++++ DATA IN THIS EXERCISE

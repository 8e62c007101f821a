//! Infrastructure layer
//!
//! Concrete collaborators behind the ports: storage backends, the sandbox
//! payment gateway and the shared HTTP client.

pub mod http_client;
pub mod memory_store;
pub mod redis_client;
pub mod sandbox_gateway;

pub use memory_store::MemoryStore;
pub use redis_client::RedisStore;
pub use sandbox_gateway::SandboxGateway;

++++++++

## ACTION ITEM:
All records shown above need to be written out again verbatim.

## RESULT:
repository 8e62c007101f821a
//! Infrastructure layer
//!
//! Concrete collaborators behind the ports: storage backends, the sandbox
//! payment gateway and the shared HTTP client.

pub mod http_client;
pub mod memory_store;
pub mod redis_client;
pub mod sandbox_gateway;

pub use memory_store::MemoryStore;
pub use redis_client::RedisStore;
pub use sandbox_gateway::SandboxGateway;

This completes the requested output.